■ **ABOUT THIS TASK**
Copy exactly, please, the lines of the data from its start through the line containing "let url = Url::parse(source).map_err(|e|".

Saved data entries
--

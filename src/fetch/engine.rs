// Copyright (c) 2024-2025 Jesse Morgan / Morgan Forge
// SPDX-License-Identifier: AGPL-3.0-or-later

//! Protocol-aware fetch and unpack.

use std::fmt;
use std::io::ErrorKind;
use std::path::{Path, PathBuf};
use std::sync::Arc;

use reqwest::Client;
use tracing::{debug, info, info_span, warn, Instrument};
use url::Url;

use super::error::FetchError;
use super::extract::{extract_zip, is_zip};
use super::progress::{NoProgress, ProgressReporter};
use super::transfer;
use crate::utils::generate_id;

/// A classified acquisition source.
#[derive(Debug, Clone, PartialEq, Eq)]
pub enum Source {
    /// `file:` URL of a `.zip`, extracted in place
    LocalArchive(PathBuf),
    /// `file:` URL of anything else, copied recursively
    LocalPath(PathBuf),
    /// `http(s):` URL of a `.zip`, downloaded to scratch then extracted
    RemoteArchive(Url),
    /// `http(s):` URL of anything else, downloaded as a single file
    RemoteFile(Url),
}

impl Source {
    pub fn is_archive(&self) -> bool {
        matches!(self, Self::LocalArchive(_) | Self::RemoteArchive(_))
    }
}

/// Classify `source` by scheme and extension. Performs no I/O.
pub fn classify(source: &str) -> Result<Source, FetchError> {
    let url = Url::parse(source).map_err(|e| FetchError::invalid_source(source, e.to_string()))?;

    match url.scheme() {
        "file" => {
            let path = url
                .to_file_path()
                .map_err(|()| FetchError::invalid_source(source, "file url has no local path"))?;
            let is_archive = path
                .file_name()
                .and_then(|name| name.to_str())
                .is_some_and(is_zip);
            Ok(if is_archive {
                Source::LocalArchive(path)
            } else {
                Source::LocalPath(path)
            })
        }
        "http" | "https" => {
            let file_name = url
                .path_segments()
                .and_then(|mut segments| segments.next_back())
                .unwrap_or_default();
            Ok(if is_zip(file_name) {
                Source::RemoteArchive(url)
            } else {
                Source::RemoteFile(url)
            })
        }
        scheme => Err(FetchError::UnsupportedScheme {
            url: source.to_string(),
            scheme: scheme.to_string(),
        }),
    }
}

/// Steps of one `acquire` call, recorded in logs.
#[derive(Debug, Clone, Copy, PartialEq, Eq)]
pub enum AcquireStage {
    Resolved,
    Fetching,
    Extracting,
    Cleaned,
    Done,
}

impl fmt::Display for AcquireStage {
    fn fmt(&self, f: &mut fmt::Formatter<'_>) -> fmt::Result {
        f.write_str(match self {
            Self::Resolved => "resolved",
            Self::Fetching => "fetching",
            Self::Extracting => "extracting",
            Self::Cleaned => "cleaned",
            Self::Done => "done",
        })
    }
}

/// Retrieves artifacts into target directories.
///
/// The scratch directory holds transient downloads before extraction. It may
/// be shared by concurrent `acquire` calls; each call uses a random file name.
#[derive(Clone)]
pub struct FetchEngine {
    client: Client,
    scratch_dir: PathBuf,
    progress: Arc<dyn ProgressReporter>,
}

impl FetchEngine {
    pub fn new(scratch_dir: impl Into<PathBuf>) -> Self {
        Self {
            client: Client::new(),
            scratch_dir: scratch_dir.into(),
            progress: Arc::new(NoProgress),
        }
    }

    /// Use a preconfigured HTTP client (proxies, timeouts, ...).
    #[must_use]
    pub fn with_client(mut self, client: Client) -> Self {
        self.client = client;
        self
    }

    /// Send download progress to `reporter`.
    #[must_use]
    pub fn with_progress(mut self, reporter: Arc<dyn ProgressReporter>) -> Self {
        self.progress = reporter;
        self
    }

    pub fn scratch_dir(&self) -> &Path {
        &self.scratch_dir
    }

    /// Stream `url` into `dest`. See [`transfer::fetch`].
    pub async fn fetch(&self, url: &Url, dest: &Path) -> Result<u64, FetchError> {
        transfer::fetch(&self.client, url, dest).await
    }

    /// Stream `url` into `dest` with progress, deleting `dest` on failure.
    pub async fn fetch_with_progress(&self, url: &Url, dest: &Path) -> Result<u64, FetchError> {
        transfer::fetch_with_progress(&self.client, url, dest, self.progress.as_ref()).await
    }

    /// Unpack the zip at `archive` into `target` on the blocking pool.
    pub async fn extract(&self, archive: &Path, target: &Path) -> Result<usize, FetchError> {
        let archive = archive.to_path_buf();
        let target = target.to_path_buf();
        let entries = tokio::task::spawn_blocking(move || extract_zip(&archive, &target)).await??;
        Ok(entries)
    }

    /// Fetch `source` into `target`, dispatching on scheme and extension.
    ///
    /// | source | action |
    /// | --- | --- |
    /// | `file:` `.zip` | extract into `target` |
    /// | `file:` other | copy recursively to `target` |
    /// | `http(s):` `.zip` | download to scratch, extract, delete the temp file |
    /// | `http(s):` other | download to `target` as a single file |
    ///
    /// Unsupported schemes and unparseable URLs fail before any I/O. On error
    /// `target` may be partially populated.
    pub async fn acquire(&self, source: &str, target: &Path) -> Result<Source, FetchError> {
        let span = info_span!("acquire", source, target = %target.display());
        async {
            let classified = classify(source)?;
            debug!(stage = %AcquireStage::Resolved, kind = ?classified);

            match &classified {
                Source::LocalArchive(path) => {
                    debug!(stage = %AcquireStage::Extracting);
                    self.extract(path, target).await?;
                }
                Source::LocalPath(path) => {
                    debug!(stage = %AcquireStage::Fetching);
                    copy_path(path, target).await?;
                }
                Source::RemoteArchive(url) => {
                    self.fetch_archive(url, target).await?;
                }
                Source::RemoteFile(url) => {
                    debug!(stage = %AcquireStage::Fetching);
                    self.fetch_with_progress(url, target).await?;
                }
            }

            info!(stage = %AcquireStage::Done, "Acquired artifact");
            Ok(classified)
        }
        .instrument(span)
        .await
    }

    async fn fetch_archive(&self, url: &Url, target: &Path) -> Result<(), FetchError> {
        let tmp_path = self.scratch_dir.join(generate_id());

        debug!(stage = %AcquireStage::Fetching, tmp = %tmp_path.display());
        self.fetch_with_progress(url, &tmp_path).await?;

        debug!(stage = %AcquireStage::Extracting);
        let extracted = self.extract(&tmp_path, target).await;

        remove_scratch_file(&tmp_path).await;
        debug!(stage = %AcquireStage::Cleaned);

        extracted.map(|_| ())
    }
}

/// Delete a scratch download. Failures are logged and ignored.
async fn remove_scratch_file(path: &Path) {
    match tokio::fs::remove_file(path).await {
        Ok(()) => {}
        Err(e) if e.kind() == ErrorKind::NotFound => {}
        Err(e) => warn!(path = %path.display(), error = %e, "Failed to remove temporary download"),
    }
}

/// Copy a local file or directory tree to `target`.
///
/// A directory's contents are merged into `target`; a file is copied to the
/// path `target` itself.
async fn copy_path(source: &Path, target: &Path) -> Result<(), FetchError> {
    let source = source.to_path_buf();
    let target = target.to_path_buf();
    tokio::task::spawn_blocking(move || copy_path_blocking(&source, &target)).await?
}

fn copy_path_blocking(source: &Path, target: &Path) -> Result<(), FetchError> {
    let metadata = std::fs::metadata(source).map_err(|e| FetchError::io(source, e))?;

    if metadata.is_dir() {
        std::fs::create_dir_all(target).map_err(|e| FetchError::io(target, e))?;
        let options = fs_extra::dir::CopyOptions::new()
            .content_only(true)
            .overwrite(true);
        fs_extra::dir::copy(source, target, &options).map_err(|e| FetchError::Copy {
            from: source.to_path_buf(),
            to: target.to_path_buf(),
            source: e,
        })?;
    } else {
        if let Some(parent) = target.parent().filter(|p| !p.as_os_str().is_empty()) {
            std::fs::create_dir_all(parent).map_err(|e| FetchError::io(parent, e))?;
        }
        std::fs::copy(source, target).map_err(|e| FetchError::io(target, e))?;
    }
    Ok(())
}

--

■ **ANSWER SECTION**
filename src/fetch/engine.rs
// Copyright (c) 2024-2025 Jesse Morgan / Morgan Forge
// SPDX-License-Identifier: AGPL-3.0-or-later

//! Protocol-aware fetch and unpack.

use std::fmt;
use std::io::ErrorKind;
use std::path::{Path, PathBuf};
use std::sync::Arc;

use reqwest::Client;
use tracing::{debug, info, info_span, warn, Instrument};
use url::Url;

use super::error::FetchError;
use super::extract::{extract_zip, is_zip};
use super::progress::{NoProgress, ProgressReporter};
use super::transfer;
use crate::utils::generate_id;

/// A classified acquisition source.
#[derive(Debug, Clone, PartialEq, Eq)]
pub enum Source {
    /// `file:` URL of a `.zip`, extracted in place
    LocalArchive(PathBuf),
    /// `file:` URL of anything else, copied recursively
    LocalPath(PathBuf),
    /// `http(s):` URL of a `.zip`, downloaded to scratch then extracted
    RemoteArchive(Url),
    /// `http(s):` URL of anything else, downloaded as a single file
    RemoteFile(Url),
}

impl Source {
    pub fn is_archive(&self) -> bool {
        matches!(self, Self::LocalArchive(_) | Self::RemoteArchive(_))
    }
}

/// Classify `source` by scheme and extension. Performs no I/O.
pub fn classify(source: &str) -> Result<Source, FetchError> {
    let url = Url::parse(source).map_err(|e| FetchError::invalid_source(source, e.to_string()))?;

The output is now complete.